[Supplied records — start]
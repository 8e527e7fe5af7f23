//! Gate decisions.

use std::fmt;

use chrono::Duration;
use rust_decimal::Decimal;
use serde::Serialize;

/// Behavioural state inferred from recent activity.
#[derive(Debug, Clone, Copy, PartialEq, Eq, Default, Serialize)]
#[serde(rename_all = "snake_case")]
pub enum EmotionalState {
    /// No pressure detected.
    #[default]
    Neutral,
    /// Recent losses or drawdown.
    Fearful,
    /// Trading past the daily limit.
    Greedy,
    /// Chasing losses.
    Revenge,
    /// Extended winning streak.
    Overconfident,
    /// Reacting to a fresh signal.
    Fomo,
}

impl EmotionalState {
    /// Lowercase label for logs and reports.
    #[must_use]
    pub const fn as_str(&self) -> &'static str {
        match self {
            Self::Neutral => "neutral",
            Self::Fearful => "fearful",
            Self::Greedy => "greedy",
            Self::Revenge => "revenge",
            Self::Overconfident => "overconfident",
            Self::Fomo => "fomo",
        }
    }

    /// Guidance for the operator in this state.
    #[must_use]
    pub const fn coaching(&self) -> &'static str {
        match self {
            Self::Neutral => {
                "Neutral: trading with discipline. Keep following the plan objectively."
            }
            Self::Fearful => {
                "Fear detected: losses are part of trading. The strategy has rules for a reason; trust the system."
            }
            Self::Greedy => {
                "Greed warning: daily trade limit hit. More trades do not mean more profit."
            }
            Self::Revenge => {
                "Revenge trading blocked: step away. Trading to win losses back leads to more losses."
            }
            Self::Overconfident => {
                "Overconfidence check: a winning streak does not change the odds. Stick to position sizing rules."
            }
            Self::Fomo => {
                "FOMO prevention: a real opportunity will still be there after confirmation."
            }
        }
    }
}

impl fmt::Display for EmotionalState {
    fn fmt(&self, f: &mut fmt::Formatter<'_>) -> fmt::Result {
        f.write_str(self.as_str())
    }
}

/// Why a trade was vetoed.
#[derive(Debug, Clone, Copy, PartialEq, Eq)]
pub enum DenialReason {
    /// Daily trade count reached.
    DailyTradeLimit,
    /// Too many losses in a row.
    ConsecutiveLosses,
    /// Still inside the post-loss cooldown.
    Cooldown {
        /// Time left.
        remaining: Duration,
    },
    /// Daily drawdown past the limit.
    Drawdown {
        /// Day's return as a fraction of starting capital.
        pnl_pct: Decimal,
    },
    /// The signal has not persisted long enough.
    SignalUnconfirmed {
        /// Time left before it counts as confirmed.
        remaining: Duration,
    },
}

impl DenialReason {
    /// Stable reason code for metrics.
    #[must_use]
    pub const fn code(&self) -> &'static str {
        match self {
            Self::DailyTradeLimit => "daily_trade_limit",
            Self::ConsecutiveLosses => "consecutive_losses",
            Self::Cooldown { .. } => "cooldown",
            Self::Drawdown { .. } => "drawdown",
            Self::SignalUnconfirmed { .. } => "signal_unconfirmed",
        }
    }

    /// State the gate moves to when denying for this reason.
    #[must_use]
    pub const fn state(&self) -> EmotionalState {
        match self {
            Self::DailyTradeLimit => EmotionalState::Greedy,
            Self::ConsecutiveLosses => EmotionalState::Revenge,
            Self::Cooldown { .. } | Self::Drawdown { .. } => EmotionalState::Fearful,
            Self::SignalUnconfirmed { .. } => EmotionalState::Fomo,
        }
    }
}

fn minutes(d: Duration) -> f64 {
    d.num_milliseconds() as f64 / 60_000.0
}

impl fmt::Display for DenialReason {
    fn fmt(&self, f: &mut fmt::Formatter<'_>) -> fmt::Result {
        match self {
            Self::DailyTradeLimit => f.write_str("daily trade limit reached"),
            Self::ConsecutiveLosses => f.write_str("consecutive loss limit reached"),
            Self::Cooldown { remaining } => {
                write!(f, "cooldown active ({:.1} min remaining)", minutes(*remaining))
            }
            Self::Drawdown { pnl_pct } => write!(
                f,
                "max daily drawdown reached ({}%)",
                (pnl_pct * Decimal::ONE_HUNDRED).round_dp(2)
            ),
            Self::SignalUnconfirmed { remaining } => write!(
                f,
                "signal unconfirmed ({:.1} min remaining)",
                minutes(*remaining)
            ),
        }
    }
}

/// Outcome of [`super::DisciplineGate::evaluate_at`].
#[derive(Debug, Clone, Copy, PartialEq, Eq)]
pub enum Verdict {
    /// Trade may proceed, scaled by `size_multiplier`.
    Allowed {
        /// Position size multiplier in `(0, 1]`.
        size_multiplier: Decimal,
        /// State after evaluation.
        state: EmotionalState,
    },
    /// Trade vetoed.
    Denied(DenialReason),
}

impl Verdict {
    /// Whether the trade may proceed.
    #[must_use]
    pub const fn is_allowed(&self) -> bool {
        matches!(self, Self::Allowed { .. })
    }

    /// Size multiplier, zero when denied.
    #[must_use]
    pub const fn size_multiplier(&self) -> Decimal {
        match self {
            Self::Allowed {
                size_multiplier, ..
            } => *size_multiplier,
            Self::Denied(_) => Decimal::ZERO,
        }
    }

    /// State after evaluation.
    #[must_use]
    pub const fn state(&self) -> EmotionalState {
        match self {
            Self::Allowed { state, .. } => *state,
            Self::Denied(reason) => reason.state(),
        }
    }
}

#[cfg(test)]
mod tests {
    use rust_decimal_macros::dec;
    use test_case::test_case;

    use super::*;

    #[test_case(EmotionalState::Neutral, "Neutral:" ; "neutral")]
    #[test_case(EmotionalState::Fearful, "Fear detected:" ; "fearful")]
    #[test_case(EmotionalState::Greedy, "Greed warning:" ; "greedy")]
    #[test_case(EmotionalState::Revenge, "Revenge trading blocked:" ; "revenge")]
    #[test_case(EmotionalState::Overconfident, "Overconfidence check:" ; "overconfident")]
    #[test_case(EmotionalState::Fomo, "FOMO prevention:" ; "fomo")]
    fn test_coaching_message_per_state(state: EmotionalState, prefix: &str) {
        assert!(state.coaching().starts_with(prefix), "{}", state.coaching());
    }

    #[test]
    fn test_denied_has_zero_multiplier() {
        let verdict = Verdict::Denied(DenialReason::DailyTradeLimit);
        assert!(!verdict.is_allowed());
        assert_eq!(verdict.size_multiplier(), Decimal::ZERO);
        assert_eq!(verdict.state(), EmotionalState::Greedy);
    }

    #[test]
    fn test_denial_display() {
        let reason = DenialReason::Cooldown {
            remaining: Duration::seconds(90),
        };
        assert_eq!(reason.to_string(), "cooldown active (1.5 min remaining)");

        let reason = DenialReason::Drawdown {
            pnl_pct: dec!(-0.0612),
        };
        assert_eq!(reason.to_string(), "max daily drawdown reached (-6.12%)");
        assert_eq!(reason.code(), "drawdown");
    }
}
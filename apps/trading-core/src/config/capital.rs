//! Capital recovery ledger configuration.

use std::path::PathBuf;

use rust_decimal::Decimal;
use serde::{Deserialize, Serialize};

/// Capital ledger configuration.
#[derive(Debug, Clone, PartialEq, Eq, Serialize, Deserialize)]
pub struct CapitalConfig {
    /// Ceiling on the daily trading budget.
    #[serde(default = "default_max_initial_capital")]
    pub max_initial_capital: Decimal,
    /// Daily loss limit as a fraction of the day's budget.
    #[serde(default = "default_max_daily_loss_pct")]
    pub max_daily_loss_pct: Decimal,
    /// JSON file holding the daily records.
    #[serde(default = "default_ledger_path")]
    pub ledger_path: PathBuf,
}

impl Default for CapitalConfig {
    fn default() -> Self {
        Self {
            max_initial_capital: default_max_initial_capital(),
            max_daily_loss_pct: default_max_daily_loss_pct(),
            ledger_path: default_ledger_path(),
        }
    }
}

const fn default_max_initial_capital() -> Decimal {
    Decimal::from_parts(1000, 0, 0, false, 0)
}

const fn default_max_daily_loss_pct() -> Decimal {
    Decimal::from_parts(5, 0, 0, false, 2)
}

fn default_ledger_path() -> PathBuf {
    PathBuf::from("data/capital/capital_history.json")
}
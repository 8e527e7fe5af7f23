//! Order status in the lifecycle.

use std::fmt;
use std::str::FromStr;

use serde::{Deserialize, Serialize};

use crate::broker::BrokerError;

/// Order status as reported by the broker.
///
/// `Complete`, `Rejected` and `Cancelled` are terminal.
#[derive(Debug, Clone, Copy, PartialEq, Eq, Hash, Serialize, Deserialize)]
#[serde(rename_all = "SCREAMING_SNAKE_CASE")]
pub enum OrderStatus {
    /// Submitted, not yet acknowledged by the exchange.
    Pending,
    /// Resting on the exchange.
    Open,
    /// Stop order waiting for its trigger price.
    #[serde(rename = "TRIGGER PENDING", alias = "TRIGGER_PENDING")]
    TriggerPending,
    /// Fully filled.
    Complete,
    /// Rejected by the broker or exchange.
    Rejected,
    /// Cancelled.
    Cancelled,
}

impl OrderStatus {
    /// Returns true if the order is in a terminal state.
    #[must_use]
    pub const fn is_terminal(&self) -> bool {
        matches!(self, Self::Complete | Self::Rejected | Self::Cancelled)
    }

    /// Returns true if the order ended without a fill.
    #[must_use]
    pub const fn is_failure(&self) -> bool {
        matches!(self, Self::Rejected | Self::Cancelled)
    }

    /// Whether an order in this state may move to `next`.
    ///
    /// Repeating the current status is always allowed; nothing leaves a
    /// terminal state and nothing returns to `Pending`.
    #[must_use]
    pub fn can_transition_to(&self, next: Self) -> bool {
        if *self == next {
            return true;
        }
        if self.is_terminal() {
            return false;
        }
        next != Self::Pending
    }

    /// Broker wire name.
    #[must_use]
    pub const fn as_str(&self) -> &'static str {
        match self {
            Self::Pending => "PENDING",
            Self::Open => "OPEN",
            Self::TriggerPending => "TRIGGER PENDING",
            Self::Complete => "COMPLETE",
            Self::Rejected => "REJECTED",
            Self::Cancelled => "CANCELLED",
        }
    }
}

impl fmt::Display for OrderStatus {
    fn fmt(&self, f: &mut fmt::Formatter<'_>) -> fmt::Result {
        f.write_str(self.as_str())
    }
}

impl FromStr for OrderStatus {
    type Err = BrokerError;

    /// Parse a broker status string, case-insensitively.
    fn from_str(s: &str) -> Result<Self, Self::Err> {
        let normalized = s.trim().to_ascii_uppercase().replace('_', " ");
        match normalized.as_str() {
            "PENDING" | "PUT ORDER REQ RECEIVED" | "VALIDATION PENDING" | "OPEN PENDING" => {
                Ok(Self::Pending)
            }
            "OPEN" => Ok(Self::Open),
            "TRIGGER PENDING" => Ok(Self::TriggerPending),
            "COMPLETE" => Ok(Self::Complete),
            "REJECTED" => Ok(Self::Rejected),
            "CANCELLED" | "CANCELED" => Ok(Self::Cancelled),
            _ => Err(BrokerError::UnrecognizedStatus(s.to_string())),
        }
    }
}
//! Observability configuration for logging and metrics.

use serde::{Deserialize, Serialize};

/// Observability configuration.
#[derive(Debug, Clone, Serialize, Deserialize, Default, PartialEq, Eq)]
pub struct ObservabilityConfig {
    /// Logging configuration.
    #[serde(default)]
    pub logging: LoggingConfig,
    /// Metrics exporter configuration.
    #[serde(default)]
    pub metrics: MetricsConfig,
}

/// Logging configuration.
#[derive(Debug, Clone, Serialize, Deserialize, PartialEq, Eq)]
pub struct LoggingConfig {
    /// Log level, overridden by `RUST_LOG`.
    #[serde(default = "default_log_level")]
    pub level: String,
    /// Output format: `json` or `pretty`.
    #[serde(default = "default_log_format")]
    pub format: String,
}

impl Default for LoggingConfig {
    fn default() -> Self {
        Self {
            level: default_log_level(),
            format: default_log_format(),
        }
    }
}

/// Prometheus exporter settings.
#[derive(Debug, Clone, Serialize, Deserialize, PartialEq, Eq)]
pub struct MetricsConfig {
    /// Start the exporter.
    #[serde(default)]
    pub enabled: bool,
    /// Listen address for the `/metrics` endpoint.
    #[serde(default = "default_listen_addr")]
    pub listen_addr: String,
}

impl Default for MetricsConfig {
    fn default() -> Self {
        Self {
            enabled: false,
            listen_addr: default_listen_addr(),
        }
    }
}

fn default_log_level() -> String {
    "info".to_string()
}

fn default_log_format() -> String {
    "json".to_string()
}

fn default_listen_addr() -> String {
    "0.0.0.0:9090".to_string()
}
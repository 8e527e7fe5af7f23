//! Reconciliation report types.

use std::fmt;
use std::time::Duration;

use chrono::{DateTime, Utc};
use serde::Serialize;

use crate::broker::BrokerPosition;
use crate::error::ExecutionError;

use super::discrepancy::{Discrepancy, DiscrepancySeverity};

/// Overall result of a reconciliation run.
#[derive(Debug, Clone, Copy, PartialEq, Eq, Serialize)]
#[serde(rename_all = "SCREAMING_SNAKE_CASE")]
pub enum ReconciliationStatus {
    /// Every tracked and broker position agrees.
    Ok,
    /// At least one discrepancy was found.
    Mismatch,
    /// Broker positions could not be fetched; nothing was compared.
    Skipped,
}

impl ReconciliationStatus {
    /// Label for logs and metrics.
    #[must_use]
    pub const fn as_str(&self) -> &'static str {
        match self {
            Self::Ok => "ok",
            Self::Mismatch => "mismatch",
            Self::Skipped => "skipped",
        }
    }
}

impl fmt::Display for ReconciliationStatus {
    fn fmt(&self, f: &mut fmt::Formatter<'_>) -> fmt::Result {
        f.write_str(self.as_str())
    }
}

/// Result of a reconciliation run.
#[derive(Debug, Clone, Serialize)]
pub struct ReconciliationReport {
    /// Overall status.
    pub status: ReconciliationStatus,
    /// Tracked positions that agree with the broker.
    pub matched: usize,
    /// Number of discrepancies.
    pub mismatched: usize,
    /// All discrepancies found.
    pub discrepancies: Vec<Discrepancy>,
    /// Positions as fetched from the broker.
    pub broker_positions: Vec<BrokerPosition>,
    /// Completion time.
    pub completed_at: DateTime<Utc>,
    /// Time spent, including the broker fetch.
    pub duration: Duration,
}

impl ReconciliationReport {
    /// A report for a run that could not fetch broker positions.
    #[must_use]
    pub fn skipped(duration: Duration) -> Self {
        Self {
            status: ReconciliationStatus::Skipped,
            matched: 0,
            mismatched: 0,
            discrepancies: Vec::new(),
            broker_positions: Vec::new(),
            completed_at: Utc::now(),
            duration,
        }
    }

    /// Check if there are any critical discrepancies.
    #[must_use]
    pub fn has_critical(&self) -> bool {
        self.discrepancies
            .iter()
            .any(|d| d.severity == DiscrepancySeverity::Critical)
    }

    /// Turn a mismatch into an error, for callers that treat drift as fatal.
    ///
    /// # Errors
    ///
    /// Returns [`ExecutionError::PositionMismatch`] when the status is
    /// `Mismatch`. `Skipped` is not an error.
    pub fn ensure_consistent(&self) -> Result<(), ExecutionError> {
        if self.status != ReconciliationStatus::Mismatch {
            return Ok(());
        }
        let symbols = self
            .discrepancies
            .iter()
            .map(|d| d.symbol.as_str())
            .collect::<Vec<_>>()
            .join(", ");
        Err(ExecutionError::PositionMismatch {
            mismatched: self.mismatched,
            symbols,
        })
    }
}

#[cfg(test)]
mod tests {
    use rust_decimal::Decimal;
    use rust_decimal_macros::dec;

    use super::*;
    use crate::reconciliation::DiscrepancyKind;

    fn report_with(discrepancies: Vec<Discrepancy>) -> ReconciliationReport {
        let status = if discrepancies.is_empty() {
            ReconciliationStatus::Ok
        } else {
            ReconciliationStatus::Mismatch
        };
        ReconciliationReport {
            status,
            matched: 0,
            mismatched: discrepancies.len(),
            discrepancies,
            broker_positions: vec![],
            completed_at: Utc::now(),
            duration: Duration::from_millis(5),
        }
    }

    #[test]
    fn test_ensure_consistent_lists_symbols() {
        let report = report_with(vec![
            Discrepancy::new(
                "SBIN",
                DiscrepancyKind::MissingInBroker,
                (10, dec!(600)),
                (0, Decimal::ZERO),
                Utc::now(),
            ),
            Discrepancy::new(
                "TCS",
                DiscrepancyKind::PriceMismatch,
                (1, dec!(100)),
                (1, dec!(110)),
                Utc::now(),
            ),
        ]);

        match report.ensure_consistent() {
            Err(ExecutionError::PositionMismatch { mismatched, symbols }) => {
                assert_eq!(mismatched, 2);
                assert_eq!(symbols, "SBIN, TCS");
            }
            other => panic!("expected mismatch, got {other:?}"),
        }
        assert!(report.has_critical());
    }

    #[test]
    fn test_ok_and_skipped_are_consistent() {
        assert!(report_with(vec![]).ensure_consistent().is_ok());
        let skipped = ReconciliationReport::skipped(Duration::ZERO);
        assert_eq!(skipped.status, ReconciliationStatus::Skipped);
        assert!(skipped.ensure_consistent().is_ok());
        assert!(!skipped.has_critical());
    }
}
//! Reconciliation configuration for periodic broker position audits.

use std::time::Duration;

use rust_decimal::Decimal;
use serde::{Deserialize, Serialize};

/// Position reconciliation configuration.
#[derive(Debug, Clone, PartialEq, Eq, Serialize, Deserialize)]
pub struct ReconciliationConfig {
    /// Enable periodic reconciliation.
    #[serde(default = "default_enabled")]
    pub enabled: bool,
    /// Relative average-price tolerance (0.01 = 1%).
    #[serde(default = "default_tolerance")]
    pub reconciliation_tolerance: Decimal,
    /// Periodic reconciliation interval in seconds.
    #[serde(default = "default_interval")]
    pub interval_secs: u64,
    /// Discrepancies kept in history.
    #[serde(default = "default_history_limit")]
    pub history_limit: usize,
}

impl Default for ReconciliationConfig {
    fn default() -> Self {
        Self {
            enabled: default_enabled(),
            reconciliation_tolerance: default_tolerance(),
            interval_secs: default_interval(),
            history_limit: default_history_limit(),
        }
    }
}

impl ReconciliationConfig {
    /// Periodic interval as a duration.
    #[must_use]
    pub const fn interval(&self) -> Duration {
        Duration::from_secs(self.interval_secs)
    }
}

const fn default_enabled() -> bool {
    true
}

const fn default_tolerance() -> Decimal {
    Decimal::from_parts(1, 0, 0, false, 2)
}

const fn default_interval() -> u64 {
    300
}

const fn default_history_limit() -> usize {
    1000
}
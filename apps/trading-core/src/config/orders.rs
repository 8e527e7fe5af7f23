//! Order lifecycle configuration.

use std::time::Duration;

use serde::{Deserialize, Serialize};

/// Order manager configuration.
#[derive(Debug, Clone, PartialEq, Serialize, Deserialize)]
pub struct OrdersConfig {
    /// Seconds to wait for an order to reach a terminal state.
    #[serde(default = "default_order_timeout")]
    pub order_timeout: f64,
    /// Seconds between status polls.
    #[serde(default = "default_poll_interval")]
    pub poll_interval: f64,
    /// Maximum number of status polls.
    #[serde(default = "default_max_poll_attempts")]
    pub max_poll_attempts: u32,
    /// Orders kept in the completed and failed histories.
    #[serde(default = "default_history_limit")]
    pub history_limit: usize,
}

impl Default for OrdersConfig {
    fn default() -> Self {
        Self {
            order_timeout: default_order_timeout(),
            poll_interval: default_poll_interval(),
            max_poll_attempts: default_max_poll_attempts(),
            history_limit: default_history_limit(),
        }
    }
}

impl OrdersConfig {
    /// Order timeout as a duration.
    #[must_use]
    pub fn order_timeout(&self) -> Duration {
        super::secs_to_duration(self.order_timeout)
    }

    /// Poll interval as a duration.
    #[must_use]
    pub fn poll_interval(&self) -> Duration {
        super::secs_to_duration(self.poll_interval)
    }
}

const fn default_order_timeout() -> f64 {
    30.0
}

const fn default_poll_interval() -> f64 {
    1.0
}

const fn default_max_poll_attempts() -> u32 {
    30
}

const fn default_history_limit() -> usize {
    500
}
[Supplied records — finish]
Print exactly the lines of the records from the one containing "impl Default for OrdersConfig" through the end, and nothing besides them.

impl Default for OrdersConfig {
    fn default() -> Self {
        Self {
            order_timeout: default_order_timeout(),
            poll_interval: default_poll_interval(),
            max_poll_attempts: default_max_poll_attempts(),
            history_limit: default_history_limit(),
        }
    }
}

impl OrdersConfig {
    /// Order timeout as a duration.
    #[must_use]
    pub fn order_timeout(&self) -> Duration {
        super::secs_to_duration(self.order_timeout)
    }

    /// Poll interval as a duration.
    #[must_use]
    pub fn poll_interval(&self) -> Duration {
        super::secs_to_duration(self.poll_interval)
    }
}

const fn default_order_timeout() -> f64 {
    30.0
}

const fn default_poll_interval() -> f64 {
    1.0
}

const fn default_max_poll_attempts() -> u32 {
    30
}

const fn default_history_limit() -> usize {
    500
}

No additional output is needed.